– On się do niczego nie nadaje. Nic mu nie wychodzi. W ogóle na niego nie mogę liczyć. Same kłopoty przez niego. Jego siostra umie się zachować, a on?… Co z niego wyrośnie? Nic mu się nie chce. Ciągle mu mówię, żeby się w końcu wziął za siebie. A on mi na złość chyba robi, że jest taki uparty. Wszystko po swojemu. Ech… strzępię język tylko. Nieodpowiedzialny taki. Kar mi już brakuje dla niego.
– A co miałby syn robić, żeby mogła go nazwać go Pani odpowiedzialnym?
– No wszystko inaczej!
– A co konkretnie?
– Wszystko. Przecież mówię.
– A jedna rzecz, od której mógłby zacząć?
– Tak to się nie da powiedzieć. Zacząć to on powinien był dawno temu.
– A rozmawiacie o tym, zachęca go Pani, podaje przykłady?
– Tak jak do Pani do niego mówię i on nic nie rozumie. Chyba jaśniej nie można, co?
To dialog ze spotkania z rodzicami, które prowadziłam. Wyszłam z niego bezsilna i przytłoczona. Porażona tym, co może uczynić brak jasności, życzliwości i zrozumienia w komunikacji. Co czyni obwinianie, umniejszanie, porównywanie, ocenianie, etykietowanie, generalizowanie, negowanie z założenia. Chaos i ból czyni. Zabiera nadzieję i zaufanie, przykleja łatkę, która będzie usprawiedliwieniem na całe życie, bo „już matka mi mówiła, że się do niczego nie nadaję”… Odziera dziecko z poczucia własnej wartości, osłabia wiarę w siebie, prowokuje do obrony lub zaczepki. Zabiera siłę sprawczą silnemu zdrowemu nastolatkowi.

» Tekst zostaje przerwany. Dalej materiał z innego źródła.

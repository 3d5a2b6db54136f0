//! Plugin discovery and installation
//!
//! Plugins are loaded in four phases: bundled plugins, the project's local
//! plugin folder, plugins declared as project dependencies, and globally
//! installed packages. A plugin id is skipped once it has loaded, and a
//! package is never installed twice.

pub mod discover;
pub mod report;
pub mod resolve;

pub use report::{LoadEntry, LoadReport, Outcome, Source};
pub use resolve::{BuiltinModules, DeclarativeModules, ModuleResolver, Resolution};

use crate::api::{PluginApi, PluginPackage, Services};
use crate::config::Config;
use crate::dispatcher::Dispatcher;
use crate::manifest::{find_up, resolve_package, ManifestError, MANIFEST_FILE};
use crate::plugin::PluginError;
use crate::{bundled, npm, version};
use std::collections::HashSet;
use std::panic::AssertUnwindSafe;
use std::path::{Path, PathBuf};
use std::sync::Arc;
use thiserror::Error;

#[derive(Debug, Error)]
pub enum LoadError {
    #[error("no {MANIFEST_FILE} found for {0}")]
    ManifestNotFound(String),

    #[error("{0} is already loaded")]
    AlreadyLoaded(String),

    #[error("{0} was already attempted from {1}")]
    AlreadyAttempted(String, String),

    #[error("can not find {0}, make sure you have installed it already")]
    NotInstalled(String),

    #[error("{id} is not a plugin: {reason}")]
    NotCallable { id: String, reason: String },

    #[error(transparent)]
    Manifest(#[from] ManifestError),

    #[error("plugin {id} failed to install: {source}")]
    Install { id: String, source: PluginError },

    #[error("plugin {0} panicked during install")]
    Panicked(String),
}

impl LoadError {
    /// Whether the plugin was never invoked
    fn is_skip(&self) -> bool {
        matches!(
            self,
            LoadError::ManifestNotFound(_)
                | LoadError::AlreadyLoaded(_)
                | LoadError::AlreadyAttempted(..)
                | LoadError::NotInstalled(_)
                | LoadError::NotCallable { .. }
        )
    }
}

/// Where a candidate lives
#[derive(Debug, Clone, PartialEq, Eq)]
pub enum Location {
    Bundled { description: String },
    Path(PathBuf),
}

/// Something that may be a plugin
#[derive(Debug, Clone, PartialEq, Eq)]
pub struct Candidate {
    pub id: String,
    pub source: Source,
    pub location: Location,
}

impl Candidate {
    pub fn bundled(id: impl Into<String>, description: impl Into<String>) -> Self {
        Self {
            id: id.into(),
            source: Source::Bundled,
            location: Location::Bundled {
                description: description.into(),
            },
        }
    }

    pub fn at(id: impl Into<String>, source: Source, path: impl Into<PathBuf>) -> Self {
        Self {
            id: id.into(),
            source,
            location: Location::Path(path.into()),
        }
    }
}

pub struct PluginLoader {
    config: Arc<Config>,
    services: Services,
    project_dir: PathBuf,
    resolvers: Vec<Box<dyn ModuleResolver>>,
    bundled: Vec<Candidate>,
    /// Ids that installed successfully
    loaded: HashSet<String>,
    /// Packages whose `install` was invoked, by manifest path or bundled id
    invoked: HashSet<PathBuf>,
}

impl PluginLoader {
    /// Loader with the bundled and declarative resolvers
    pub fn new(config: Arc<Config>, services: Services, project_dir: impl Into<PathBuf>) -> Self {
        Self {
            config,
            services,
            project_dir: project_dir.into(),
            resolvers: vec![Box::new(bundled::modules()), Box::new(DeclarativeModules)],
            bundled: bundled::candidates(),
            loaded: HashSet::new(),
            invoked: HashSet::new(),
        }
    }

    /// Replace the resolvers and the bundled candidates
    pub fn with_modules(
        mut self,
        resolvers: Vec<Box<dyn ModuleResolver>>,
        bundled: Vec<Candidate>,
    ) -> Self {
        self.resolvers = resolvers;
        self.bundled = bundled;
        self
    }

    pub fn config(&self) -> &Arc<Config> {
        &self.config
    }

    /// Run all four discovery phases
    pub async fn install(&mut self, dispatcher: &mut Dispatcher) -> LoadReport {
        let mut report = LoadReport::default();

        for candidate in self.bundled.clone() {
            report.push(self.load_candidate(&candidate, dispatcher).await);
        }

        let local_dir = self.project_dir.join(&self.config.plugin_dir);
        for found in discover::scan(&local_dir, &self.config, false) {
            let candidate = Candidate::at(found.id, Source::Local, found.path);
            report.push(self.load_candidate(&candidate, dispatcher).await);
        }

        for declared in discover::declared(&self.project_dir, &self.config) {
            let entry = match declared.path {
                Some(path) => {
                    let candidate = Candidate::at(declared.name, Source::Dependency, path);
                    self.load_candidate(&candidate, dispatcher).await
                }
                None => {
                    let error = LoadError::NotInstalled(declared.name.clone());
                    println!("{}", error);
                    Self::entry(declared.name, Source::Dependency, Err(error))
                }
            };
            report.push(entry);
        }

        for root in self.services.packages.global_roots().await {
            for found in discover::scan(&root, &self.config, true) {
                let candidate = Candidate::at(found.id, Source::Global, found.path);
                report.push(self.load_candidate(&candidate, dispatcher).await);
            }
        }

        tracing::debug!(%report, "plugins loaded");
        report
    }

    /// Load one candidate unless a plugin with the same id already loaded
    pub async fn load_candidate(
        &mut self,
        candidate: &Candidate,
        dispatcher: &mut Dispatcher,
    ) -> LoadEntry {
        let result = self.try_load(candidate, dispatcher, true).await;
        Self::entry(candidate.id.clone(), candidate.source, result)
    }

    /// Load a plugin for the `debug` command, by name or by path.
    /// The loaded set is neither consulted nor updated.
    pub async fn load_debug(&mut self, target: &str, dispatcher: &mut Dispatcher) -> LoadEntry {
        let candidate = match self.bundled.iter().find(|c| c.id == target) {
            Some(bundled) => Candidate {
                source: Source::Debug,
                ..bundled.clone()
            },
            None => Candidate::at(target, Source::Debug, self.locate(target).await),
        };
        let result = self.try_load(&candidate, dispatcher, false).await;
        Self::entry(candidate.id, Source::Debug, result)
    }

    /// Folder of a plugin given on the command line
    async fn locate(&self, target: &str) -> PathBuf {
        let path = Path::new(target);
        if path.is_absolute() || !self.config.is_plugin_name(target) {
            return self.project_dir.join(path);
        }

        if let Some(found) = resolve_package(&self.project_dir, target) {
            return found;
        }
        let local = self.project_dir.join(&self.config.plugin_dir).join(target);
        if local.is_dir() {
            return local;
        }
        for root in self.services.packages.global_roots().await {
            let global = root.join(target);
            if global.is_dir() {
                return global;
            }
        }
        self.project_dir.join(path)
    }

    fn entry(id: String, source: Source, result: Result<Vec<String>, LoadError>) -> LoadEntry {
        let outcome = match result {
            Ok(commands) => {
                tracing::debug!(plugin = %id, %source, ?commands, "plugin loaded");
                Outcome::Loaded { commands }
            }
            Err(e) if e.is_skip() => {
                match &e {
                    LoadError::NotCallable { .. } => tracing::warn!(plugin = %id, "{}", e),
                    _ => tracing::debug!(plugin = %id, reason = %e, "plugin skipped"),
                }
                Outcome::Skipped {
                    reason: e.to_string(),
                }
            }
            Err(e) => {
                tracing::error!(plugin = %id, %source, error = %e, "plugin failed");
                Outcome::Failed {
                    error: e.to_string(),
                }
            }
        };
        LoadEntry { id, source, outcome }
    }

    async fn try_load(
        &mut self,
        candidate: &Candidate,
        dispatcher: &mut Dispatcher,
        dedup: bool,
    ) -> Result<Vec<String>, LoadError> {
        let package = match &candidate.location {
            Location::Bundled { description } => {
                PluginPackage::bundled(&candidate.id, description, &self.project_dir)
            }
            Location::Path(dir) => {
                if !dir.is_dir() {
                    return Err(LoadError::ManifestNotFound(candidate.id.clone()));
                }
                let manifest_path = find_up(dir, MANIFEST_FILE)
                    .ok_or_else(|| LoadError::ManifestNotFound(candidate.id.clone()))?;
                let package = PluginPackage::read(&manifest_path)?;
                if candidate.source == Source::Local {
                    npm::ensure_dependencies(
                        self.services.packages.as_ref(),
                        &package.dir,
                        &package.manifest,
                    )
                    .await;
                }
                package
            }
        };

        if dedup && self.loaded.contains(&candidate.id) {
            return Err(LoadError::AlreadyLoaded(candidate.id.clone()));
        }
        let key = package
            .manifest_path
            .clone()
            .unwrap_or_else(|| PathBuf::from(&candidate.id));
        if dedup && self.invoked.contains(&key) {
            return Err(LoadError::AlreadyAttempted(
                candidate.id.clone(),
                key.display().to_string(),
            ));
        }

        let plugin = match resolve::resolve(&self.resolvers, &package) {
            Resolution::Plugin(plugin) => plugin,
            Resolution::NotCallable(reason) => {
                return Err(LoadError::NotCallable {
                    id: candidate.id.clone(),
                    reason,
                })
            }
            Resolution::Unhandled => {
                return Err(LoadError::NotCallable {
                    id: candidate.id.clone(),
                    reason: "no resolver recognized it".to_string(),
                })
            }
        };

        if let Some(requirement) = package.manifest.engine(&self.config.namespace) {
            if let Some(warning) =
                version::check_compatibility(version::CLI_VERSION, &candidate.id, requirement)
            {
                tracing::warn!(plugin = %candidate.id, "{}", warning);
            }
        }

        let api = PluginApi::new(
            self.config.clone(),
            self.services.clone(),
            self.project_dir.clone(),
            package,
        );

        if dedup {
            self.invoked.insert(key);
        }
        match std::panic::catch_unwind(AssertUnwindSafe(|| plugin.install(&api))) {
            Ok(Ok(())) => {}
            Ok(Err(source)) => {
                return Err(LoadError::Install {
                    id: candidate.id.clone(),
                    source,
                })
            }
            Err(_) => return Err(LoadError::Panicked(candidate.id.clone())),
        }

        let mut commands = Vec::new();
        for definition in api.take_staged() {
            let name = definition.name().to_string();
            match dispatcher.register(&candidate.id, api.clone(), definition) {
                Ok(()) => commands.push(name),
                Err(e) => tracing::warn!(plugin = %candidate.id, "{}", e),
            }
        }
        if dedup {
            self.loaded.insert(candidate.id.clone());
        }
        Ok(commands)
    }
}
//! Per-plugin results of a loading run

use std::fmt;

/// Where a candidate was discovered
#[derive(Debug, Clone, Copy, PartialEq, Eq)]
pub enum Source {
    Bundled,
    /// `<cwd>/<pluginDir>`
    Local,
    /// `dependencies`/`devDependencies` of the project
    Dependency,
    /// npm/yarn global roots
    Global,
    /// Loaded through the `debug` command
    Debug,
}

impl fmt::Display for Source {
    fn fmt(&self, f: &mut fmt::Formatter<'_>) -> fmt::Result {
        let name = match self {
            Source::Bundled => "bundled",
            Source::Local => "local",
            Source::Dependency => "dependency",
            Source::Global => "global",
            Source::Debug => "debug",
        };
        write!(f, "{}", name)
    }
}

#[derive(Debug, Clone, PartialEq, Eq)]
pub enum Outcome {
    /// Installed; the commands it added to the dispatcher
    Loaded { commands: Vec<String> },
    /// Never invoked
    Skipped { reason: String },
    /// Invoked and failed, or its package was unreadable
    Failed { error: String },
}

#[derive(Debug, Clone, PartialEq, Eq)]
pub struct LoadEntry {
    pub id: String,
    pub source: Source,
    pub outcome: Outcome,
}

impl LoadEntry {
    pub fn is_loaded(&self) -> bool {
        matches!(self.outcome, Outcome::Loaded { .. })
    }
}

/// Every load attempt of a run, in discovery order
#[derive(Debug, Clone, Default, PartialEq, Eq)]
pub struct LoadReport {
    entries: Vec<LoadEntry>,
}

impl LoadReport {
    pub fn push(&mut self, entry: LoadEntry) {
        self.entries.push(entry);
    }

    pub fn entries(&self) -> &[LoadEntry] {
        &self.entries
    }

    /// First entry recorded for `id`
    pub fn get(&self, id: &str) -> Option<&LoadEntry> {
        self.entries.iter().find(|e| e.id == id)
    }

    pub fn loaded(&self) -> impl Iterator<Item = &LoadEntry> {
        self.entries.iter().filter(|e| e.is_loaded())
    }

    pub fn failed(&self) -> impl Iterator<Item = &LoadEntry> {
        self.entries
            .iter()
            .filter(|e| matches!(e.outcome, Outcome::Failed { .. }))
    }

    pub fn is_loaded(&self, id: &str) -> bool {
        self.entries.iter().any(|e| e.id == id && e.is_loaded())
    }
}

impl fmt::Display for LoadReport {
    fn fmt(&self, f: &mut fmt::Formatter<'_>) -> fmt::Result {
        let skipped = self
            .entries
            .iter()
            .filter(|e| matches!(e.outcome, Outcome::Skipped { .. }))
            .count();
        write!(
            f,
            "{} loaded, {} skipped, {} failed",
            self.loaded().count(),
            skipped,
            self.failed().count()
        )
    }
}

#[cfg(test)]
mod tests {
    use super::*;

    fn entry(id: &str, outcome: Outcome) -> LoadEntry {
        LoadEntry {
            id: id.to_string(),
            source: Source::Local,
            outcome,
        }
    }

    #[test]
    fn test_report_summary() {
        let mut report = LoadReport::default();
        report.push(entry(
            "merry-plugin-a",
            Outcome::Loaded {
                commands: vec!["a".to_string()],
            },
        ));
        report.push(entry(
            "merry-plugin-a",
            Outcome::Skipped {
                reason: "already attempted".to_string(),
            },
        ));
        report.push(entry(
            "merry-plugin-b",
            Outcome::Failed {
                error: "boom".to_string(),
            },
        ));

        assert_eq!(report.to_string(), "1 loaded, 1 skipped, 1 failed");
        assert!(report.is_loaded("merry-plugin-a"));
        assert!(!report.is_loaded("merry-plugin-b"));
        assert!(report.get("merry-plugin-a").unwrap().is_loaded());
    }
}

Tego samego dnia rano byłam w poradni rehabilitacyjnej. Nastoletnia dziewczynka na wózku inwalidzkim drżąc z przejęcia mówiła do taty: „Tata, ja już wiem, że ja się nie nadaję na studia. Tata, a do czego ja się nadaję, no powiedz!” A tata spojrzał ciepło, spokojnie i odpowiedział: „Jeszcze zobaczymy. Jeszcze się rozwijasz. Jeszcze rośnie Twoja mądrość i gotowość do nowych rzeczy. Zobaczymy kim zechcesz być w przyszłości, a ja zrobię wszystko, by ci w tym pomóc.” Tata odpowiadał jednocześnie zakładając jej rajstopy pod spodnie i buty na nogi – współpracując sprawnie z jej wiotkim ciałem.
Łzy wzruszenia w tym momencie – łzy współczucia wcześniej. I myśl, że Miłość to otwieranie przestrzeni, a nie wrzucanie do lochów potępienia. Miłość to zaproszenie do wolności, a nie rygoru posłusznego wykonywania poleceń.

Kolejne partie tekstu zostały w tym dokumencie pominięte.